> [Your goal]: Find the line holding "else if let" in the entries below. Give it again exactly, along with every line after it up to and including the line holding "pub const HEADER_LEN: usize = 33;".

> [Given data]:
Start of Block

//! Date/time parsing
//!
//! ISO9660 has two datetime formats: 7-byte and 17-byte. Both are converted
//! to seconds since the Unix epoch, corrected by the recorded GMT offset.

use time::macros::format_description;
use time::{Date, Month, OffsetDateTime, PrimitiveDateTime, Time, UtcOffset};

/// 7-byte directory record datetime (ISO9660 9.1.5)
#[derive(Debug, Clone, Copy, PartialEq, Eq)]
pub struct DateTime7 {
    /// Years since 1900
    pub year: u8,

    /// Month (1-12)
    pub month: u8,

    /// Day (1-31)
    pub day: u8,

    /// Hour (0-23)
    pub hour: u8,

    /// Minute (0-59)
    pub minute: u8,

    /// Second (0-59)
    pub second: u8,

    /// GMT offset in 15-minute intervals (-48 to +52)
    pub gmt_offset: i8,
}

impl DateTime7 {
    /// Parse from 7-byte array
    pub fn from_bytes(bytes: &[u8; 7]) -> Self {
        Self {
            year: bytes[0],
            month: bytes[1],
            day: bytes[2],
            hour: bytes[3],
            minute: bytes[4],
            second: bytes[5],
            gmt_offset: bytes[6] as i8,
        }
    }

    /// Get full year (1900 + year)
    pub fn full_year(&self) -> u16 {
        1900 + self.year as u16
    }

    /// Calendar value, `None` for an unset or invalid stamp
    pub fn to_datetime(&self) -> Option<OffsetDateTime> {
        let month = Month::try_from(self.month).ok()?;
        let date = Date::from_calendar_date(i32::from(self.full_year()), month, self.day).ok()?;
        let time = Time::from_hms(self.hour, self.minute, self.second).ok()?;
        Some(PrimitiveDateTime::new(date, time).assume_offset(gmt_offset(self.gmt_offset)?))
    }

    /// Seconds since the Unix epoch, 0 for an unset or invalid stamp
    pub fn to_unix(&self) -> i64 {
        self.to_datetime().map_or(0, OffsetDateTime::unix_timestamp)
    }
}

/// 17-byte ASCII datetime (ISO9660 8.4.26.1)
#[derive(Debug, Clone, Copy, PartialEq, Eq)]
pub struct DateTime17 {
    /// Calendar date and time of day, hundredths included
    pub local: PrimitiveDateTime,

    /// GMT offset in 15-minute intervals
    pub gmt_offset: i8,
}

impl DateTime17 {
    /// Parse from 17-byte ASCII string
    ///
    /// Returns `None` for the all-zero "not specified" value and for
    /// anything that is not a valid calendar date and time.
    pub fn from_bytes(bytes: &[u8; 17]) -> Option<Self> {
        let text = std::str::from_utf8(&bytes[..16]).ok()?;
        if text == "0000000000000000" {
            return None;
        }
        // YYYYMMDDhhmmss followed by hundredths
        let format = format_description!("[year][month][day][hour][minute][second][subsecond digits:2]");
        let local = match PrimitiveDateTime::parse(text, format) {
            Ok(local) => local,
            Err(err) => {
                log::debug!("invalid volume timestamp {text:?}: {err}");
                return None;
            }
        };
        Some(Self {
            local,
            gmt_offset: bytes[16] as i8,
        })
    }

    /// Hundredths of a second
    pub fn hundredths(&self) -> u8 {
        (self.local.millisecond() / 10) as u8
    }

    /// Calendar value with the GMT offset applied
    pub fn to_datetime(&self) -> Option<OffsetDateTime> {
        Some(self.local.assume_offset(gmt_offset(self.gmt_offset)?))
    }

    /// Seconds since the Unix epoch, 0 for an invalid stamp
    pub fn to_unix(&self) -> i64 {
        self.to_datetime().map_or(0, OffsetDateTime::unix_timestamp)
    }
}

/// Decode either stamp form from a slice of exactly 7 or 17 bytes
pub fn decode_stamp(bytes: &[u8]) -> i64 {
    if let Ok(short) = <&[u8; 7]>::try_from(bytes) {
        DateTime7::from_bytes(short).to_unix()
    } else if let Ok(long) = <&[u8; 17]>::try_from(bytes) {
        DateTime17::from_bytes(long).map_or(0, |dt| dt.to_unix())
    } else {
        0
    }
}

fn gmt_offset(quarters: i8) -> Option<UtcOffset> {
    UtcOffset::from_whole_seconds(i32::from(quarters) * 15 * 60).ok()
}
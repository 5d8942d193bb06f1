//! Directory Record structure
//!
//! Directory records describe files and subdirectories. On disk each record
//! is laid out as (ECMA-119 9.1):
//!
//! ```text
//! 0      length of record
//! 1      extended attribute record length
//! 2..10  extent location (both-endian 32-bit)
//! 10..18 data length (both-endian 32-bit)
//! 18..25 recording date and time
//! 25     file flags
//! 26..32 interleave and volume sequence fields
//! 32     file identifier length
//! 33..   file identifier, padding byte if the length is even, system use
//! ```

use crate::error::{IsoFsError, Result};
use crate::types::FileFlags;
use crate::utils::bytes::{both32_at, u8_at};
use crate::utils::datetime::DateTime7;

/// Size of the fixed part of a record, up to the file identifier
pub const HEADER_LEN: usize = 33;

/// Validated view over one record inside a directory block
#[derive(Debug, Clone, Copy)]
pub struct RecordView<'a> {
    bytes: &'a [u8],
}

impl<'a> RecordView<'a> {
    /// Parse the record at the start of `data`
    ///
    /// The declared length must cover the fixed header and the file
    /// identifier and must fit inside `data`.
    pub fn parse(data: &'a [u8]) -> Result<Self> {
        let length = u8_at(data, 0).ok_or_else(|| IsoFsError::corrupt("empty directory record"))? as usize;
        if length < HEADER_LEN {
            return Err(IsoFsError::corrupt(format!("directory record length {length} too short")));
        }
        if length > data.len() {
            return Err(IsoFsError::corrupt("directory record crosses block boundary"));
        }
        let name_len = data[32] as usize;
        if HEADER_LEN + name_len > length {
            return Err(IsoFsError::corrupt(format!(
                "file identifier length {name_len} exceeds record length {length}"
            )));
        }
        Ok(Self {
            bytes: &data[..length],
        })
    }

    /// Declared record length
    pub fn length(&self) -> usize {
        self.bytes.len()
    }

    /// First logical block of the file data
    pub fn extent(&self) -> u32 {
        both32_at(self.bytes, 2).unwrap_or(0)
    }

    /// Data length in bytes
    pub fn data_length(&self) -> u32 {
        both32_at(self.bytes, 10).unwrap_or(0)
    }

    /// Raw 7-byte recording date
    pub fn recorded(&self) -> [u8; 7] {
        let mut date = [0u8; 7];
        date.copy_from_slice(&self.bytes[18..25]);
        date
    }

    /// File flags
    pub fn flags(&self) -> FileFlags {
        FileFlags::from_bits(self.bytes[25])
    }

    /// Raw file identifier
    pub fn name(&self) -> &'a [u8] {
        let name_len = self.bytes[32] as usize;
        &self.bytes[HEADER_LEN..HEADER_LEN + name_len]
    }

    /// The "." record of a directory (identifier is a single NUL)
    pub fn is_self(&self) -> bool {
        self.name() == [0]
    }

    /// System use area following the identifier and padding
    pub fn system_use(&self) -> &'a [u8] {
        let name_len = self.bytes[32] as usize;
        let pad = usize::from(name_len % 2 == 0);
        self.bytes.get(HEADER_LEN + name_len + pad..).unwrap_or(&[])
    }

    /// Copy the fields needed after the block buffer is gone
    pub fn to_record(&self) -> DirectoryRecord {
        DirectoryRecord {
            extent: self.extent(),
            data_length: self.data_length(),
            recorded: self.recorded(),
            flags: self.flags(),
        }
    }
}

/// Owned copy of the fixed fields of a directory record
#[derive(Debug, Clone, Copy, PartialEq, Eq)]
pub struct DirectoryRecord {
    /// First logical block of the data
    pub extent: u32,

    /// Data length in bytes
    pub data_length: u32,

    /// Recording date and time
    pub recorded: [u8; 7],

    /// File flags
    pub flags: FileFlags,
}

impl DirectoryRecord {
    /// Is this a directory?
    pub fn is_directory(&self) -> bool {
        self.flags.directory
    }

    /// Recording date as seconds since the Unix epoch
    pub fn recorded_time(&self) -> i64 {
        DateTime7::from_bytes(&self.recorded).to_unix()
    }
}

End of Block
Start of Block

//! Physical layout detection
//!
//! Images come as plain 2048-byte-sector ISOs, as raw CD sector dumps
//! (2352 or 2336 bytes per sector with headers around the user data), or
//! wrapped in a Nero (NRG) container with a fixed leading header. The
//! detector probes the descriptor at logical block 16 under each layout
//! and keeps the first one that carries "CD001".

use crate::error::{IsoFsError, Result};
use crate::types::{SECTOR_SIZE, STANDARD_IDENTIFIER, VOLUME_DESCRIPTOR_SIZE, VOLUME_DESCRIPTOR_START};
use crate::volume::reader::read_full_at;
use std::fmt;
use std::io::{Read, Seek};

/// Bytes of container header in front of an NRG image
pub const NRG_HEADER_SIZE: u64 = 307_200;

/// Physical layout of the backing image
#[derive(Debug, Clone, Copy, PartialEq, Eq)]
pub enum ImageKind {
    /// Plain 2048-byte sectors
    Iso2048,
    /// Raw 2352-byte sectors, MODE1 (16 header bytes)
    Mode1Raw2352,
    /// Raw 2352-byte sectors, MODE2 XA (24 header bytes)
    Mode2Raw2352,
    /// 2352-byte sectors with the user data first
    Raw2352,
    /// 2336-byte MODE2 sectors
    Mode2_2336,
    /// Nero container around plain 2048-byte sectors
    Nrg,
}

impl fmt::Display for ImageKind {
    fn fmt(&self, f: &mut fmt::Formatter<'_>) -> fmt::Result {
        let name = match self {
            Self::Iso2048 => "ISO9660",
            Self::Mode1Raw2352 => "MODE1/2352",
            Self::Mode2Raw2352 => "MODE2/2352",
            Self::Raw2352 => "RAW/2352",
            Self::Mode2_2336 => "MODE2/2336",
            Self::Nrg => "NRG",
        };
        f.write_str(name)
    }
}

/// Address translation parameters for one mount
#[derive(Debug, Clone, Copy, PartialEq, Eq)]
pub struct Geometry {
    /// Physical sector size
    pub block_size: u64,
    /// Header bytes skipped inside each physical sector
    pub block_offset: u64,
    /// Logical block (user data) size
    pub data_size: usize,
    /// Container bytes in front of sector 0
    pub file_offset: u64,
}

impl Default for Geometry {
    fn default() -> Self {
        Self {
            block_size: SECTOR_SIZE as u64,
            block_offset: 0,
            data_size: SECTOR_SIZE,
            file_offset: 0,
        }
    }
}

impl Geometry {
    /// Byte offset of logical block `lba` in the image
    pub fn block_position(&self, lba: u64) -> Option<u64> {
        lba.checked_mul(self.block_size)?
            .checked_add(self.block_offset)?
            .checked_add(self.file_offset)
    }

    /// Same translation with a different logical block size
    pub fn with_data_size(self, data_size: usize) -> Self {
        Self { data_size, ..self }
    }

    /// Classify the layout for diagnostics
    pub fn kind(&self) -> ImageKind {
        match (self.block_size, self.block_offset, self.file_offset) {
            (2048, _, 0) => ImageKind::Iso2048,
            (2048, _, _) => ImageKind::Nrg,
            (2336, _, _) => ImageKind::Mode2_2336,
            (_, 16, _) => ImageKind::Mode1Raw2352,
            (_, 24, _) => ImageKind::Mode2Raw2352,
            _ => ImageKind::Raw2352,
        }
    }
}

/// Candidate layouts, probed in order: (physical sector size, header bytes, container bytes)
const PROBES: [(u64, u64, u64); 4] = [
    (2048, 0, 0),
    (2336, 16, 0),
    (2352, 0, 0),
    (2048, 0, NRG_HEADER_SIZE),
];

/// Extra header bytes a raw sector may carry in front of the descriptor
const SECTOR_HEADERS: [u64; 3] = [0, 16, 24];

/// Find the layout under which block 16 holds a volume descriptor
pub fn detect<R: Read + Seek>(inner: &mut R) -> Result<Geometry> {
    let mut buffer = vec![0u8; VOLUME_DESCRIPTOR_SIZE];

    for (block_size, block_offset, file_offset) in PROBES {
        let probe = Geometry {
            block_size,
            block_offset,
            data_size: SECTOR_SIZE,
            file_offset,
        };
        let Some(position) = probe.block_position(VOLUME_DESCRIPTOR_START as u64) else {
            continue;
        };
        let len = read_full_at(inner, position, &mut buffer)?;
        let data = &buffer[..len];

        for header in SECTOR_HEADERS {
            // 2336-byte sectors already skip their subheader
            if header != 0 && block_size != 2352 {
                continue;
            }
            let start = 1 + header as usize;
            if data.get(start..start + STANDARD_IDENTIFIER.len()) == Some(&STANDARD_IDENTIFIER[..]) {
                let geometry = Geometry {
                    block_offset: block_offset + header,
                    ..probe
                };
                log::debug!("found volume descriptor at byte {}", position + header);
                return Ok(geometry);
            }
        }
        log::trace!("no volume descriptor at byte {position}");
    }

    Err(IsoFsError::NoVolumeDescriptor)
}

End of Block

> [Response to this exercise]:
    } else if let Ok(long) = <&[u8; 17]>::try_from(bytes) {
        DateTime17::from_bytes(long).map_or(0, |dt| dt.to_unix())
    } else {
        0
    }
}

fn gmt_offset(quarters: i8) -> Option<UtcOffset> {
    UtcOffset::from_whole_seconds(i32::from(quarters) * 15 * 60).ok()
}
repository 5d8942d193bb06f1
//! Directory Record structure
//!
//! Directory records describe files and subdirectories. On disk each record
//! is laid out as (ECMA-119 9.1):
//!
//! ```text
//! 0      length of record
//! 1      extended attribute record length
//! 2..10  extent location (both-endian 32-bit)
//! 10..18 data length (both-endian 32-bit)
//! 18..25 recording date and time
//! 25     file flags
//! 26..32 interleave and volume sequence fields
//! 32     file identifier length
//! 33..   file identifier, padding byte if the length is even, system use
//! ```

use crate::error::{IsoFsError, Result};
use crate::types::FileFlags;
use crate::utils::bytes::{both32_at, u8_at};
use crate::utils::datetime::DateTime7;

/// Size of the fixed part of a record, up to the file identifier
pub const HEADER_LEN: usize = 33;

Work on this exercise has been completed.